§ DATA SECTION:
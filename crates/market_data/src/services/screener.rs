use std::collections::HashSet;

use common::ExchangeError;
use common::models::{Instrument, Ticker24h};
use tracing::{debug, info};

use crate::services::SymbolCatalog;
use crate::traits::ExchangeClient;

/// Index and basket contracts that trade unlike single coins.
pub const PROBLEMATIC_PAIRS: &[&str] = &["BTCDOM", "DEFI"];

#[derive(Debug, Clone)]
struct ScreenerRules {
    contract_type: String,
    quote_asset: String,
    denylist: Vec<String>,
    min_quote_volume: f64,
    /// Exclusive bounds on the absolute 24h price change, in percent.
    min_abs_change_pct: f64,
    max_abs_change_pct: f64,
}

impl Default for ScreenerRules {
    fn default() -> Self {
        Self {
            contract_type: "PERPETUAL".to_string(),
            quote_asset: "USDT".to_string(),
            denylist: PROBLEMATIC_PAIRS.iter().map(|s| s.to_string()).collect(),
            min_quote_volume: 1_000_000.0,
            min_abs_change_pct: 1.0,
            max_abs_change_pct: 15.0,
        }
    }
}

#[derive(Debug, Clone, PartialEq)]
pub struct RankedSymbol {
    pub symbol: String,
    pub quote_volume: f64,
    pub price_change_percent: f64,
}

#[derive(Debug, Clone, Default)]
pub struct Screener {
    rules: ScreenerRules,
}

impl Screener {
    pub fn is_tradeable(&self, instrument: &Instrument) -> bool {
        instrument.contract_type == self.rules.contract_type
            && instrument.quote_asset == self.rules.quote_asset
            && !self
                .rules
                .denylist
                .iter()
                .any(|bad| instrument.symbol.contains(bad.as_str()))
    }

    /// Keeps only the instruments this bot may ever trade.
    pub fn catalog(&self, instruments: Vec<Instrument>) -> SymbolCatalog {
        SymbolCatalog::new(instruments.into_iter().filter(|i| self.is_tradeable(i)))
    }

    /// Applies the liquidity and volatility filters and orders the survivors
    /// by 24h quote volume, highest first.
    pub fn rank(
        &self,
        catalog: &SymbolCatalog,
        tickers: &[Ticker24h],
        excluded: &HashSet<String>,
    ) -> Vec<RankedSymbol> {
        let mut ranked: Vec<RankedSymbol> = tickers
            .iter()
            .filter(|t| catalog.contains(&t.symbol))
            .filter(|t| !excluded.contains(&t.symbol))
            .filter_map(|t| {
                let quote_volume = t.quote_volume();
                let change = t.price_change_percent.abs();
                let passes = quote_volume > self.rules.min_quote_volume
                    && change > self.rules.min_abs_change_pct
                    && change < self.rules.max_abs_change_pct;
                if !passes {
                    debug!(
                        "Screened out {} (volume {:.0}, change {:.2}%)",
                        t.symbol, quote_volume, t.price_change_percent
                    );
                }
                passes.then(|| RankedSymbol {
                    symbol: t.symbol.clone(),
                    quote_volume,
                    price_change_percent: t.price_change_percent,
                })
            })
            .collect();

        ranked.sort_by(|a, b| b.quote_volume.total_cmp(&a.quote_volume));
        ranked
    }

    pub async fn screen(
        &self,
        client: &dyn ExchangeClient,
        catalog: &SymbolCatalog,
        excluded: &HashSet<String>,
    ) -> Result<Vec<RankedSymbol>, ExchangeError> {
        let tickers = client.get_24h_tickers().await?;
        let ranked = self.rank(catalog, &tickers, excluded);
        info!(
            "Screener kept {} of {} tickers",
            ranked.len(),
            tickers.len()
        );
        Ok(ranked)
    }
}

§ THE PROBLEM:
Look through the listing and extract every line with "contains" in it.

§ RESULT OF THE EXERCISE:
                .any(|bad| instrument.symbol.contains(bad.as_str()))
            .filter(|t| catalog.contains(&t.symbol))
            .filter(|t| !excluded.contains(&t.symbol))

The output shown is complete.